EXERCISE REQUIREMENTS.
Looking at the entries, say how many lines contain the string "infrastructure". Offer nothing besides the number.

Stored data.
◆ ◆ ◆ ◆

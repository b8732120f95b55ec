// Rolling history - bounded FIFO of the most recent sample values
use std::collections::VecDeque;

#[derive(Debug, Clone)]
pub struct RollingHistory {
    values: VecDeque<f64>,
    capacity: usize,
}

impl RollingHistory {
    pub fn new(capacity: usize) -> Self {
        Self {
            values: VecDeque::with_capacity(capacity),
            capacity,
        }
    }

    /// Append a value, evicting the oldest one once the history is full.
    pub fn push(&mut self, value: f64) {
        if self.values.len() == self.capacity {
            self.values.pop_front();
        }
        self.values.push_back(value);
    }

    /// Largest value currently held, `None` when empty.
    pub fn max(&self) -> Option<f64> {
        self.values.iter().copied().reduce(f64::max)
    }

    pub fn len(&self) -> usize {
        self.values.len()
    }

    pub fn is_empty(&self) -> bool {
        self.values.is_empty()
    }

    pub fn capacity(&self) -> usize {
        self.capacity
    }

    pub fn clear(&mut self) {
        self.values.clear();
    }

    /// Values oldest to newest.
    pub fn iter(&self) -> impl Iterator<Item = f64> + '_ {
        self.values.iter().copied()
    }
}

#[cfg(test)]
mod tests {
    use super::*;

    #[test]
    fn test_empty_history_has_no_max() {
        let history = RollingHistory::new(3);
        assert!(history.is_empty());
        assert_eq!(history.max(), None);
    }

    #[test]
    fn test_evicts_oldest_when_full() {
        let mut history = RollingHistory::new(3);
        for value in [1.0, 2.0, 3.0, 4.0, 5.0] {
            history.push(value);
            assert!(history.len() <= history.capacity());
        }
        assert_eq!(history.iter().collect::<Vec<_>>(), vec![3.0, 4.0, 5.0]);
    }

    #[test]
    fn test_max_tracks_only_retained_values() {
        let mut history = RollingHistory::new(100);
        let pushed: Vec<f64> = (0..250).map(|i| ((i * 37) % 101) as f64 - 20.0).collect();

        for (i, value) in pushed.iter().enumerate() {
            history.push(*value);
            let start = (i + 1).saturating_sub(100);
            let expected = pushed[start..=i].iter().copied().fold(f64::NEG_INFINITY, f64::max);
            assert_eq!(history.max(), Some(expected));
        }
        assert_eq!(history.len(), 100);
    }

    #[test]
    fn test_negative_values_max() {
        let mut history = RollingHistory::new(4);
        history.push(-5.0);
        history.push(-2.5);
        assert_eq!(history.max(), Some(-2.5));
    }

    #[test]
    fn test_clear() {
        let mut history = RollingHistory::new(2);
        history.push(1.0);
        history.clear();
        assert!(history.is_empty());
        assert_eq!(history.capacity(), 2);
    }
}
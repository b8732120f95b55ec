// HTTP request handlers
use crate::application::ingest_service::lock_pipeline;
use crate::infrastructure::chunked_stream::stream_from_receiver;
use crate::infrastructure::http_response::{accepts_brotli, json_response};
use crate::presentation::app_state::AppState;
use axum::{
    extract::State,
    http::{HeaderMap, StatusCode},
    response::IntoResponse,
    routing::{get, post},
    Router,
};
use std::sync::Arc;

pub fn router(state: Arc<AppState>) -> Router {
    Router::new()
        .route("/healthz", get(health_check))
        .route("/status", get(get_status))
        .route("/stream", get(stream_updates))
        .route("/reset", post(reset_pipeline))
        .with_state(state)
}

/// Health check endpoint
pub async fn health_check() -> &'static str {
    "ok"
}

/// Current connection status, axis bounds and counters
pub async fn get_status(headers: HeaderMap, State(state): State<Arc<AppState>>) -> impl IntoResponse {
    let snapshot = lock_pipeline(&state.pipeline).snapshot();

    match json_response(&snapshot, accepts_brotli(&headers)).await {
        Ok(response) => response,
        Err(status) => status.into_response(),
    }
}

/// Live display updates, starting from the moment of subscription
pub async fn stream_updates(headers: HeaderMap, State(state): State<Arc<AppState>>) -> impl IntoResponse {
    let rx = state.updates.subscribe();
    tracing::debug!("Display stream subscribed, {} viewers", state.updates.subscriber_count());

    stream_from_receiver(rx, accepts_brotli(&headers)).await
}

/// Caller-triggered reset, e.g. after the device was power-cycled
pub async fn reset_pipeline(State(state): State<Arc<AppState>>) -> StatusCode {
    lock_pipeline(&state.pipeline).reset();
    tracing::info!("Telemetry pipeline reset on request");

    StatusCode::NO_CONTENT
}
// Application layer - Pipeline composition and the ingest driver
pub mod byte_source;
pub mod ingest_service;
pub mod pipeline;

◆ ◆ ◆ ◆

YOUR SOLUTION.
2